Evidence of a truncated spectrum in the angular correlation function of the cosmic microwave background

Melia, Fulvio; López-Corredoira, M. (EDP SCIENCES S A, 2018-03-09)

Aim. The lack of large-angle correlations in the fluctuations of the cosmic microwave background (CMB) conflicts with predictions of slow-roll inflation. But while probabilities (≲0.24%) for the missing correlations disfavour the conventional picture at ≳3σ, factors not associated with the model itself may be contributing to the tension. Here we aim to show that the absence of large-angle correlations is best explained with the introduction of a non-zero minimum wave number kmin for the fluctuation power spectrum P(k).
Methods. We assumed that quantum fluctuations were generated in the early Universe with a well-defined power spectrum P(k), although with a cut-off kmin ≠ 0. We then re-calculated the angular correlation function of the CMB and compared it with Planck observations.

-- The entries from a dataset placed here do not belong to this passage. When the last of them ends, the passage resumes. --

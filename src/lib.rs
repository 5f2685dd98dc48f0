pub mod api;
pub mod config;
pub mod db;
pub mod domain;
pub mod entities;
pub mod services;

use std::sync::Arc;
use std::time::Duration;

use anyhow::Context;
use tokio::signal;
use tracing::{error, info};
use tracing_subscriber::EnvFilter;

pub use config::Config;
use services::Notifier;
use services::bootstrap;

pub async fn run() -> anyhow::Result<()> {
    let config = Config::load()?;
    config.validate()?;

    let prometheus_handle = if config.observability.metrics_enabled {
        use metrics_exporter_prometheus::PrometheusBuilder;
        let builder = PrometheusBuilder::new();
        let handle = builder
            .install_recorder()
            .context("Failed to install Prometheus recorder")?;
        info!("Prometheus metrics recorder initialized");
        Some(handle)
    } else {
        None
    };

    use tracing_subscriber::{layer::SubscriberExt, util::SubscriberInitExt};

    let env_filter = EnvFilter::try_from_default_env()
        .unwrap_or_else(|_| EnvFilter::new(&config.general.log_level));

    let fmt_layer = tracing_subscriber::fmt::layer();

    tracing_subscriber::registry()
        .with(env_filter)
        .with(fmt_layer)
        .init();

    info!("gradr v{} starting...", env!("CARGO_PKG_VERSION"));

    let state = api::create_app_state_from_config(config.clone(), prometheus_handle).await?;

    match bootstrap::import_users(state.store(), &config.bootstrap, &config.security).await {
        Ok(stats) if stats.imported > 0 => {
            info!("Bootstrapped {} users from CSV", stats.imported);
        }
        Ok(_) => {}
        Err(e) => error!("Error bootstrapping users: {}", e),
    }

    let refresh_interval = Duration::from_secs(config.health.refresh_interval_seconds);
    tokio::spawn(Arc::clone(state.health()).run(refresh_interval));

    if config.notifications.enabled {
        let notifier = Arc::new(Notifier::new(config.notifications.clone())?);
        notifier.start_listener(state.event_bus().subscribe());
    }

    let app = api::router(state);
    let addr = format!("0.0.0.0:{}", config.server.port);
    let listener = tokio::net::TcpListener::bind(&addr).await?;

    info!("Web API running at http://{}", addr);

    axum::serve(listener, app)
        .with_graceful_shutdown(async {
            match signal::ctrl_c().await {
                Ok(()) => info!("Shutdown signal received"),
                Err(e) => error!("Error listening for shutdown: {}", e),
            }
        })
        .await?;

    info!("Server stopped");
    Ok(())
}
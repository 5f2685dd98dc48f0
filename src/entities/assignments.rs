use sea_orm::entity::prelude::*;

#[derive(Clone, Debug, PartialEq, Eq, DeriveEntityModel)]
#[sea_orm(table_name = "assignments")]
pub struct Model {
    #[sea_orm(primary_key, auto_increment = false)]
    pub id: Uuid,

    /// Owning user. Set at creation, never reassigned.
    pub user_id: Uuid,

    pub name: String,

    /// 1..=10, enforced by the store layer.
    pub points: i32,

    /// 1..=100, enforced by the store layer.
    pub num_of_attempts: i32,

    /// RFC 3339 timestamp; parsed for deadline comparisons.
    pub deadline: String,

    pub assignment_created: String,

    pub assignment_updated: String,
}

#[derive(Copy, Clone, Debug, EnumIter, DeriveRelation)]
pub enum Relation {
    #[sea_orm(has_many = "super::submissions::Entity")]
    Submissions,
}

impl Related<super::submissions::Entity> for Entity {
    fn to() -> RelationDef {
        Relation::Submissions.def()
    }
}

impl ActiveModelBehavior for ActiveModel {}
use axum::{
    http::{StatusCode, header},
    response::{IntoResponse, Response},
};
use std::fmt;

use super::health::NO_CACHE;

/// Failure taxonomy for the request pipeline. Every domain check resolves
/// to one of these inside its handler; only genuinely unexpected faults on
/// the submission path reach `Internal`.
#[derive(Debug)]
pub enum ApiError {
    /// Persistence layer unreachable; short-circuits before auth.
    ServiceUnavailable,

    /// Missing or bad credentials.
    Unauthenticated,

    /// Authenticated but not the owner, or attempts exceeded.
    Forbidden,

    NotFound,

    /// Payload shape/type errors; carries a short plain-text message
    /// naming the offending field or keys.
    Validation(String),

    /// Empty-bodied 400s: unexpected request bodies, deadline violations
    /// and store faults on CRUD paths. Details stay in the logs.
    BadRequest,

    /// Unexpected faults in submission processing.
    Internal(String),
}

impl fmt::Display for ApiError {
    fn fmt(&self, f: &mut fmt::Formatter<'_>) -> fmt::Result {
        match self {
            ApiError::ServiceUnavailable => write!(f, "Service unavailable"),
            ApiError::Unauthenticated => write!(f, "Unauthenticated"),
            ApiError::Forbidden => write!(f, "Forbidden"),
            ApiError::NotFound => write!(f, "Not found"),
            ApiError::Validation(msg) => write!(f, "Validation error: {}", msg),
            ApiError::BadRequest => write!(f, "Bad request"),
            ApiError::Internal(msg) => write!(f, "Internal error: {}", msg),
        }
    }
}

impl std::error::Error for ApiError {}

impl IntoResponse for ApiError {
    fn into_response(self) -> Response {
        match self {
            ApiError::ServiceUnavailable => (
                StatusCode::SERVICE_UNAVAILABLE,
                [(header::CACHE_CONTROL, NO_CACHE)],
                "",
            )
                .into_response(),
            ApiError::Unauthenticated => (StatusCode::UNAUTHORIZED, "").into_response(),
            ApiError::Forbidden => (StatusCode::FORBIDDEN, "").into_response(),
            ApiError::NotFound => (StatusCode::NOT_FOUND, "").into_response(),
            ApiError::Validation(msg) => (StatusCode::BAD_REQUEST, msg).into_response(),
            ApiError::BadRequest => (StatusCode::BAD_REQUEST, "").into_response(),
            ApiError::Internal(msg) => {
                tracing::error!("Internal error: {}", msg);
                (StatusCode::INTERNAL_SERVER_ERROR, "Internal Server Error").into_response()
            }
        }
    }
}

impl ApiError {
    pub fn validation(msg: impl Into<String>) -> Self {
        ApiError::Validation(msg.into())
    }

    pub fn internal(msg: impl Into<String>) -> Self {
        ApiError::Internal(msg.into())
    }
}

Results. The Planck 2013 data rule out a zero kmin at a confidence level exceeding 8σ. Whereas purely slow-roll inflation would have stretched all fluctuations beyond the horizon, producing a P(k) with kmin = 0 – and therefore strong correlations at all angles – a kmin ≠ 0 would signal the presence of a maximum wavelength at the time (tdec) of decoupling. This argues against the basic inflationary paradigm, and perhaps even suggests non-inflationary alternatives, for the origin and growth of perturbations in the early Universe. In at least one competing cosmology, the Rh = ct universe, the inferred kmin corresponds to the gravitational radius at tdec.